Выбрать главу

Теоретическая работа, направленная на изучение того института, который должен бы послужить основанием и оплотом для устранения эксплуатации, привела к выработке такой программы, которая выражает собой интересы мелкой буржуазии, т. е. того именно класса, на котором и покоятся эти эксплуататорские порядки!

В то же время практическая революционная работа развивалась тоже совсем в неожиданном направлении. Вера в коммунистические инстинкты мужика, естественно, требовала от социалистов, чтобы они отодвинули политику и «шли в народ». За осуществление этой программы взялась масса энергичнейших и талантливых работников, которым на практике пришлось убедиться в наивности представления о коммунистических инстинктах мужика. Решено было, впрочем, что дело не в мужике, а в правительстве, – и вся работа была направлена на борьбу с правительством, борьбу, которую вели одни уже только интеллигенты и примыкавшие иногда к ним рабочие. Сначала эта борьба велась во имя социализма, опираясь на теорию, что народ готов для социализма и что простым захватом власти можно будет совершить не политическую только, а и социальную революцию. В последнее время эта теория, видимо, утрачивает уже всякий кредит, и борьба с правительством народовольцев становится борьбой радикалов за политическую свободу.

И с другой стороны, следовательно, работа привела к результатам, прямо противоположным её исходному пункту; и с другой стороны получилась программа, выражающая только интересы радикальной буржуазной демократии. Собственно говоря, процесс этот ещё не завершился, но он определился, кажется, уже вполне. Такое развитие народничества было совершенно естественно и неизбежно, так как в основе доктрины лежало чисто мифическое представление об особом укладе (общинном) крестьянского хозяйства: от прикосновения с действительностью миф рассеялся, и из крестьянского социализма получилось радикально-демократическое представительство мелкобуржуазного крестьянства.

Обращаюсь к примерам эволюции демократа:

«Надо заботиться о том, – рассуждает г. Кривенко, – чтобы вместо всечеловека не сделаться всероссийской размазнёй, переполненной только смутным брожением хороших чувств, но неспособного ни на истинное самоотвержение, ни на то, чтобы сделать что-нибудь прочное в жизни».

Мораль превосходная; посмотрим, к чему она прилагается. «В этом последнем отношении, – продолжает г. Кривенко, – я знаю такой обидный факт»: жила на юге России молодёжь, «одушевлённая самыми лучшими намерениями и любовью к меньшему брату; мужику оказывалось всяческое внимание и почтение; его сажали чуть ли не на первое место, ели с ним одной ложкой, угощали вареньями и печеньями; за всё ему платили дороже, чем другие, давали денег – и взаймы, и „на чай“, и просто так себе – рассказывали об европейском устройстве и рабочих ассоциациях и т. д.
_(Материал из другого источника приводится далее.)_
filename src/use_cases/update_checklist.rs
use crate::domain::entities::TicketChecklist;
use crate::domain::errors::TicketError;
use crate::domain::ports::{Clock, TicketStore};
use crate::interface_adapters::protocol::ChecklistItemUpdateRequest;

// Checklist item completion/reopen use case with injected dependencies.
pub struct UpdateChecklistUseCase<C, S> {
    pub clock: C,
    pub store: S,
}

impl<C, S> UpdateChecklistUseCase<C, S>
where
    C: Clock,
    S: TicketStore,
{
    pub async fn execute(
        &self,
        ticket_id: u64,
        item_id: &str,
        payload: ChecklistItemUpdateRequest,
    ) -> Result<TicketChecklist, TicketError> {
        let actor = payload.actor.trim();
        if actor.is_empty() {
            return Err(TicketError::EmptyActor);
        }

        let mut ticket = self
            .store
            .get(ticket_id)
            .await
            .map_err(|_| TicketError::StorageFailure)?
            .ok_or(TicketError::TicketNotFound)?;

        if payload.completed {
            ticket
                .checklist
                .complete_item(item_id, actor, self.clock.now())?;
        } else {
            ticket.checklist.reopen_item(item_id)?;
        }

        let checklist = ticket.checklist.clone();
        let updated = self
            .store
            .update(ticket)
            .await
            .map_err(|_| TicketError::StorageFailure)?;
        if !updated {
            // Ticket vanished between get and update.
            return Err(TicketError::TicketNotFound);
        }

        Ok(checklist)
    }
}
use chrono::{DateTime, Utc};
use serde::{Deserialize, Serialize};

use crate::domain::entities::{
    StatusTransition, Ticket, TicketAttachment, TicketChecklist, TicketComment, TicketStatus,
};

// Request payload for opening a ticket. Checklist entries arrive as plain
// labels; ids and rollup counters are assigned server-side.
#[derive(Debug, Deserialize)]
#[serde(rename_all = "camelCase")]
pub struct TicketCreateRequest {
    pub subject: String,
    pub description: Option<String>,
    pub requester: String,
    #[serde(default)]
    pub checklist: Vec<String>,
}

// Request payload for completing or reopening a checklist item.
#[derive(Debug, Deserialize)]
#[serde(rename_all = "camelCase")]
pub struct ChecklistItemUpdateRequest {
    pub completed: bool,
    pub actor: String,
}

// Request payload for moving a ticket to a new status.
#[derive(Debug, Deserialize)]
#[serde(rename_all = "camelCase")]
pub struct TransitionRequest {
    pub to: TicketStatus,
    pub actor: String,
    pub note: Option<String>,
}

// Request payload for commenting on a ticket.
#[derive(Debug, Deserialize)]
#[serde(rename_all = "camelCase")]
pub struct CommentCreateRequest {
    pub author: String,
    pub body: String,
}

// Full ticket view returned by the read and create endpoints.
#[derive(Debug, Serialize)]
#[serde(rename_all = "camelCase")]
pub struct TicketResponse {
    pub id: u64,
    pub subject: String,
    #[serde(skip_serializing_if = "Option::is_none")]
    pub description: Option<String>,
    pub requester: String,
    pub status: TicketStatus,
    pub checklist: TicketChecklist,
    pub attachments: Vec<TicketAttachment>,
    pub comments: Vec<TicketComment>,
    pub transitions: Vec<StatusTransition>,
    pub created_at: DateTime<Utc>,
}

impl From<Ticket> for TicketResponse {
    fn from(ticket: Ticket) -> Self {
        let status = ticket.status();
        Self {
            id: ticket.id,
            subject: ticket.subject,
            description: ticket.description,
            requester: ticket.requester,
            status,
            checklist: ticket.checklist,
            attachments: ticket.attachments,
            comments: ticket.comments,
            transitions: ticket.transitions.entries().to_vec(),
            created_at: ticket.created_at,
        }
    }
}
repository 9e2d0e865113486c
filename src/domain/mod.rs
pub mod entities;
pub mod errors;
pub mod ports;
use uuid::Uuid;

use crate::domain::entities::{ChecklistItem, Ticket, TicketChecklist};
use crate::domain::errors::TicketError;
use crate::domain::ports::{Clock, TicketStore};
use crate::interface_adapters::protocol::TicketCreateRequest;

// Keep subjects short enough for list views and log lines.
const MAX_SUBJECT_LEN: usize = 200;

// Ticket creation use case with injected dependencies.
pub struct CreateTicketUseCase<C, S> {
    pub clock: C,
    pub store: S,
}

impl<C, S> CreateTicketUseCase<C, S>
where
    C: Clock,
    S: TicketStore,
{
    pub async fn execute(&self, payload: TicketCreateRequest) -> Result<Ticket, TicketError> {
        let subject = payload.subject.trim();
        if subject.is_empty() || subject.chars().count() > MAX_SUBJECT_LEN {
            return Err(TicketError::EmptySubject);
        }
        let requester = payload.requester.trim();
        if requester.is_empty() {
            return Err(TicketError::EmptyRequester);
        }

        let items = payload
            .checklist
            .iter()
            .map(|label| ChecklistItem::pending(Uuid::new_v4().to_string(), label.trim()))
            .collect();
        let checklist = TicketChecklist::from_items(items);

        let mut ticket = Ticket::new(
            0,
            subject,
            payload.description,
            requester,
            checklist,
            self.clock.now(),
        );

        let id = self
            .store
            .insert(ticket.clone())
            .await
            .map_err(|_| TicketError::StorageFailure)?;
        ticket.id = id;

        Ok(ticket)
    }
}
mod domain;
mod frameworks;
mod interface_adapters;
mod use_cases;

use frameworks::server;

#[tokio::main]
async fn main() {
    // Delegate to the server framework entry point.
    server::run().await;
}
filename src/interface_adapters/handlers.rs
use axum::extract::{Path, State};
use axum::http::StatusCode;
use axum::Json;

use crate::domain::entities::{StatusTransition, TicketChecklist, TicketComment};
use crate::interface_adapters::error_filter::ApiError;
use crate::interface_adapters::protocol::{
    ChecklistItemUpdateRequest, CommentCreateRequest, TicketCreateRequest, TicketResponse,
    TransitionRequest,
};
use crate::interface_adapters::state::{AppState, InMemoryTicketStore, SystemClock};
use crate::use_cases::add_comment::AddCommentUseCase;
use crate::use_cases::create_ticket::CreateTicketUseCase;
use crate::use_cases::get_ticket::GetTicketUseCase;
use crate::use_cases::transition_ticket::TransitionTicketUseCase;
use crate::use_cases::update_checklist::UpdateChecklistUseCase;

// Handler for opening a new ticket.
pub async fn create_ticket(
    State(state): State<AppState>,
    Json(payload): Json<TicketCreateRequest>,
) -> Result<(StatusCode, Json<TicketResponse>), ApiError> {
    let use_case = CreateTicketUseCase {
        clock: SystemClock,
        store: InMemoryTicketStore::from_state(&state),
    };

    let ticket = use_case.execute(payload).await?;

    Ok((StatusCode::CREATED, Json(TicketResponse::from(ticket))))
}

// Handler for reading a single ticket.
pub async fn get_ticket(
    State(state): State<AppState>,
    Path(id): Path<u64>,
) -> Result<Json<TicketResponse>, ApiError> {
    let use_case = GetTicketUseCase {
        store: InMemoryTicketStore::from_state(&state),
    };

    let ticket = use_case.execute(id).await?;

    Ok(Json(TicketResponse::from(ticket)))
}

// Handler for completing or reopening a checklist item.
pub async fn update_checklist_item(
    State(state): State<AppState>,
    Path((id, item_id)): Path<(u64, String)>,
    Json(payload): Json<ChecklistItemUpdateRequest>,
) -> Result<Json<TicketChecklist>, ApiError> {
    let use_case = UpdateChecklistUseCase {
        clock: SystemClock,
        store: InMemoryTicketStore::from_state(&state),
    };

    let checklist = use_case.execute(id, &item_id, payload).await?;

    Ok(Json(checklist))
}

// Handler for moving a ticket to a new status.
pub async fn transition_ticket(
    State(state): State<AppState>,
    Path(id): Path<u64>,
    Json(payload): Json<TransitionRequest>,
) -> Result<(StatusCode, Json<StatusTransition>), ApiError> {
    let use_case = TransitionTicketUseCase {
        clock: SystemClock,
        store: InMemoryTicketStore::from_state(&state),
    };

    let entry = use_case.execute(id, payload).await?;

    Ok((StatusCode::CREATED, Json(entry)))
}

// Handler for commenting on a ticket.
pub async fn add_comment(
    State(state): State<AppState>,
    Path(id): Path<u64>,
    Json(payload): Json<CommentCreateRequest>,
) -> Result<(StatusCode, Json<TicketComment>), ApiError> {
    let use_case = AddCommentUseCase {
        clock: SystemClock,
        store: InMemoryTicketStore::from_state(&state),
    };

    let comment = use_case.execute(id, payload).await?;

    Ok((StatusCode::CREATED, Json(comment)))
}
В той же местности жил и один молодой немец – Шмидт, управляющий или, вернее, просто садовник, человек без всяких гуманитарных идей, настоящая узкая формальная немецкая душа (sic??!!)» и т. д. И вот, дескать, прожив 3–4 года в этой местности, они разъехались. Прошло ещё около 20 лет, и автор, посетив край, узнал, что «г. Шмидт» (за полезную деятельность переименованный из садовника Шмидта в г. Шмидта) научил крестьян виноградарству, которое им даёт теперь «некоторый доход» рублей по 75–100 в год, вследствие чего о нём сохранилась «добрая память», а «о господах, только питавших хорошие чувства к мужику и ничего существенного (!) для него не сделавших, даже памяти не сохранилось».